You'd Prefer An Argonaute

RNA Journal Club 11/5/09

Posted in RNA Journal Club, RNAJC w/ review by YPAA on November 5, 2009

Distinct Argonaute-Mediated 22G-RNA Pathways Direct Genome Surveillance in the C. elegans Germline

Weifeng Gu, Masaki Shirayama, Darryl Conte, Jessica Vasale, Pedro J. Batista, Julie M. Claycomb, James J. Moresco, Elaine M. Youngman, Jennifer Keys, Matthew J. Stoltz, Chun-Chieh G. Chen, Daniel A. Chaves, Shenghua Duan, Kristin D. Kasschau, Noah Fahlgren, John R. Yates, Shohei Mitani, James C. Carrington and Craig C. Mello

Molecular Cell 36: 231-244, 1 October 2009.
doi:10.1016/j.molcel.2009.09.020

This week’s comprehensive summary/analysis by Michael Nodine:

Upon screening for mutants defective in RNAi, Craig Mello’s group found that the DICER-RELATED HELICASE-3 (DRH-3) gene was required for germline and soma RNAi. Gu et al. also found that DRH-3 was required for endogenous siRNA (esiRNA) production and/or stability.  When examining the requirement of DRH-3 for esiRNA production more closely, they found that DRH-3 was involved in the production of a specific class of esiRNAs, which they termed the 22G-RNAs due to their length and preference for a 5’ guanosine. 22G-RNAs were found to not have 5’-monophosphates, which are typically found in DICER products, and this observation led the authors to hypothesize that 22G-RNAs are RNA-dependent RNA polymerase (RdRP) products rather than DICER products. They then cloned small RNAs from wild-type and drh-3 samples using a 5’-independent ligation method, and found that 22G-RNAs mapped to ~50% of the protein coding genes annotated in the C. elegans genome.

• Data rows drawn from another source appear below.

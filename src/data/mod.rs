/// Data layer: core types, loading, filtering and export.
///
/// Architecture:
/// ```text
///  uploaded blobs        folder/*.csv
///        │                    │
///        │              ┌──────────┐
///        │              │  cache    │  memoized per folder path
///        │              └──────────┘
///        ▼                    ▼
///   ┌──────────────────────────┐
///   │  loader                   │  parse CSVs → Dataset
///   └──────────────────────────┘
///        │
///        ▼
///   ┌──────────┐
///   │  filter   │  symbol → FilteredView, Summary
///   └──────────┘
///        │
///        ▼
///   ┌──────────┐
///   │  export   │  FilteredView → {symbol}_data.csv
///   └──────────┘
/// ```

pub mod cache;
pub mod export;
pub mod filter;
pub mod loader;
pub mod model;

Interestingly, 22G-RNAs tended to map to the 3’-ends of genes and there was less of a requirement for DRH-3 for 22G-RNAs derived from gene 3’-ends. Since the drh-3 mutants contained point mutations in the conserved helicase domain, this hinted at the possibility that DRH-3 may be part of an RdRP complex and may facilitate its movement along the RNA template by removing inhibitory secondary structures. Consistent with this idea, they found that two RdRPs were redundantly required for 22G-RNA production, and that these two RdRPs along with the tudor domain-containing protein EKL-1 interacted with DRH-3.

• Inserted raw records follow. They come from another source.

use std::path::{Path, PathBuf};

use serde::{Deserialize, Serialize};

use crate::color::ColorMap;
use crate::data::cache::FolderCache;
use crate::data::export::save_csv;
use crate::data::filter::FilteredView;
use crate::data::loader::{LoadReport, UploadedFile, ensure_folder, load_uploads};
use crate::data::model::Dataset;

// ---------------------------------------------------------------------------
// Source mode and persisted settings
// ---------------------------------------------------------------------------

/// Where the dataset comes from. The two modes are mutually exclusive.
#[derive(Debug, Clone, Copy, PartialEq, Eq, Default, Serialize, Deserialize)]
pub enum SourceMode {
    #[default]
    Upload,
    Folder,
}

impl SourceMode {
    pub fn label(self) -> &'static str {
        match self {
            SourceMode::Upload => "Upload CSV files",
            SourceMode::Folder => "Load from folder",
        }
    }
}

/// UI settings remembered between launches.
#[derive(Debug, Clone, Default, PartialEq, Serialize, Deserialize)]
#[serde(default)]
pub struct Settings {
    pub mode: SourceMode,
    pub folder_path: String,
    pub selected_symbol: Option<String>,
}

// ---------------------------------------------------------------------------
// Notices shown above the dashboard
// ---------------------------------------------------------------------------

#[derive(Debug, Clone, Copy, PartialEq, Eq)]
pub enum NoticeLevel {
    Info,
    Success,
    Warning,
    Error,
}

#[derive(Debug, Clone, PartialEq)]
pub struct Notice {
    pub level: NoticeLevel,
    pub text: String,
}

impl Notice {
    fn new(level: NoticeLevel, text: impl Into<String>) -> Self {
        Self {
            level,
            text: text.into(),
        }
    }
}

// ---------------------------------------------------------------------------
// Application state
// ---------------------------------------------------------------------------

/// The full UI state, independent of rendering.
///
/// The dataset is rebuilt only when the source changes and the filtered view
/// only when the selection changes; rendering reads the cached results.
#[derive(Debug, Default)]
pub struct AppState {
    pub mode: SourceMode,

    /// Uploaded blobs, in upload order.
    pub uploads: Vec<UploadedFile>,

    /// Contents of the folder text field (not yet committed).
    pub folder_input: String,

    /// Committed folder path, if any.
    pub folder_path: Option<PathBuf>,

    folder_cache: FolderCache,

    /// Outcome of the last load (None when there is no input).
    pub report: Option<LoadReport>,

    /// Distinct symbols of the dataset, sorted.
    pub symbols: Vec<String>,

    pub selected: Option<String>,

    /// Rows of the selected symbol (cached).
    pub view: Option<FilteredView>,

    pub color_map: ColorMap,

    /// Status line for export results.
    pub status_message: Option<String>,
}

impl AppState {
    /// Restore persisted settings, reloading the last folder if one was set.
    pub fn from_settings(settings: Settings) -> Self {
        let mut state = AppState {
            mode: settings.mode,
            folder_input: settings.folder_path,
            selected: settings.selected_symbol,
            ..Default::default()
        };
        if state.mode == SourceMode::Folder {
            state.submit_folder();
        }
        state
    }

    pub fn settings(&self) -> Settings {
        Settings {
            mode: self.mode,
            folder_path: self.folder_input.clone(),
            selected_symbol: self.selected.clone(),
        }
    }

    /// The loaded dataset, if the last load succeeded.
    pub fn dataset(&self) -> Option<&Dataset> {
        self.report
            .as_ref()
            .and_then(|r| r.result.as_ref().ok())
            .map(|loaded| &loaded.dataset)
    }

    // ---- Source changes ----

    pub fn set_mode(&mut self, mode: SourceMode) {
        if self.mode == mode {
            return;
        }
        self.mode = mode;
        self.reload();
    }

    /// Add uploaded blobs. A blob replaces an earlier upload of the same name.
    pub fn add_uploads(&mut self, files: Vec<UploadedFile>) {
        if files.is_empty() {
            return;
        }
        for file in files {
            match self.uploads.iter_mut().find(|u| u.name == file.name) {
                Some(existing) => *existing = file,
                None => self.uploads.push(file),
            }
        }
        self.mode = SourceMode::Upload;
        self.reload();
    }

    pub fn remove_upload(&mut self, index: usize) {
        if index < self.uploads.len() {
            self.uploads.remove(index);
            self.reload();
        }
    }

    pub fn clear_uploads(&mut self) {
        self.uploads.clear();
        self.reload();
    }

    /// Commit the folder text field and load it. Repeat submits of the same
    /// path are served by the folder cache.
    pub fn submit_folder(&mut self) {
        let trimmed = self.folder_input.trim();
        self.folder_path = (!trimmed.is_empty()).then(|| PathBuf::from(trimmed));
        self.reload();
    }

    /// Switch to folder mode on a path picked from a dialog.
    pub fn open_folder(&mut self, path: &Path) {
        self.folder_input = path.display().to_string();
        self.mode = SourceMode::Folder;
        self.submit_folder();
    }

    /// Forget the memoized load for the current folder and read it again.
    pub fn reload_folder(&mut self) {
        if let Some(path) = &self.folder_path {
            self.folder_cache.invalidate(path);
        }
        self.reload();
    }

    /// Rebuild the dataset from the active source.
    pub fn reload(&mut self) {
        let report = match self.mode {
            SourceMode::Upload if self.uploads.is_empty() => None,
            SourceMode::Upload => Some(load_uploads(&self.uploads)),
            SourceMode::Folder => match self.folder_path.clone() {
                None => None,
                Some(path) => Some(self.load_folder(&path)),
            },
        };
        self.install(report);
    }

    fn load_folder(&mut self, path: &Path) -> LoadReport {
        // Existence is checked on every load, even when the folder is cached.
        if let Err(e) = ensure_folder(path) {
            log::error!("{e}");
            return LoadReport::failed(e);
        }
        self.folder_cache.get_or_load(path)
    }

    fn install(&mut self, report: Option<LoadReport>) {
        self.report = report;
        self.status_message = None;

        self.symbols = self.dataset().map(Dataset::symbols).unwrap_or_default();
        self.color_map = ColorMap::new(&self.symbols);

        let keep = self
            .selected
            .as_ref()
            .is_some_and(|s| self.symbols.contains(s));
        if !keep {
            self.selected = self.symbols.first().cloned();
        }

        if let Some(ds) = self.dataset() {
            log::info!(
                "Loaded {} records from {} symbols",
                ds.len(),
                self.symbols.len()
            );
        }
        self.refresh_view();
    }

    // ---- Selection ----

    /// Select a symbol and recompute its filtered view.
    pub fn select_symbol(&mut self, symbol: &str) {
        if self.selected.as_deref() == Some(symbol) {
            return;
        }
        self.selected = Some(symbol.to_string());
        self.refresh_view();
    }

    fn refresh_view(&mut self) {
        self.view = match (self.dataset(), &self.selected) {
            (Some(ds), Some(symbol)) => Some(FilteredView::new(ds, symbol)),
            _ => None,
        };
    }

    // ---- Export ----

    /// Write the selected symbol's full view to `path`.
    pub fn export_to(&mut self, path: &Path) {
        let Some(view) = &self.view else {
            return;
        };
        self.status_message = Some(match save_csv(view, path) {
            Ok(()) => format!("Saved {} rows to {}", view.len(), path.display()),
            Err(e) => {
                log::error!("Export failed: {e:#}");
                format!("Export failed: {e:#}")
            }
        });
    }

    // ---- Messages ----

    /// Messages for the current state, in display order.
    pub fn notices(&self) -> Vec<Notice> {
        let Some(report) = &self.report else {
            let prompt = match self.mode {
                SourceMode::Upload => "Please upload your CSV files to get started",
                SourceMode::Folder => "Please enter a folder path to get started",
            };
            return vec![Notice::new(NoticeLevel::Info, prompt)];
        };

        let failure_level = match self.mode {
            SourceMode::Upload => NoticeLevel::Error,
            SourceMode::Folder => NoticeLevel::Warning,
        };
        let mut notices: Vec<Notice> = report
            .failures
            .iter()
            .map(|f| Notice::new(failure_level, format!("Could not load {}: {}", f.file, f.reason)))
            .collect();

        match &report.result {
            Err(e) => notices.push(Notice::new(NoticeLevel::Error, e.to_string())),
            Ok(loaded) => {
                notices.push(Notice::new(
                    NoticeLevel::Success,
                    format!(
                        "Loaded {} records from {} symbols",
                        loaded.dataset.len(),
                        self.symbols.len()
                    ),
                ));
                if loaded.skipped_rows > 0 {
                    notices.push(Notice::new(
                        NoticeLevel::Warning,
                        format!(
                            "Skipped {} row(s) with a blank symbol or datetime",
                            loaded.skipped_rows
                        ),
                    ));
                }
                if self.view.as_ref().is_some_and(FilteredView::is_empty) {
                    notices.push(Notice::new(
                        NoticeLevel::Warning,
                        "No data found for selected symbol",
                    ));
                }
            }
        }
        notices
    }
}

They then went on to find that worm-specific Argonautes (WAGOs) were redundantly required for 22G-RNA production. Genes, transposons, pseudogenes and cryptic loci were all found to be targets of 22G-RNAs, and components of the non-mediated decay (NMD) pathway were demonstrated to play a role in the biogenesis of at least a subset of 22G-RNAs. Gu et al. also demonstrated when and where 22G-RNAs function during worm development. WAGO-1 was localized to P-granules, which are localized just outside nuclear pores in the female germline and are thought to play a role in maternal RNA repression and storage. In addition, high-throughput sequencing and developmental northerns suggested that 22G-RNAs are enriched in the female germline and maternally inherited.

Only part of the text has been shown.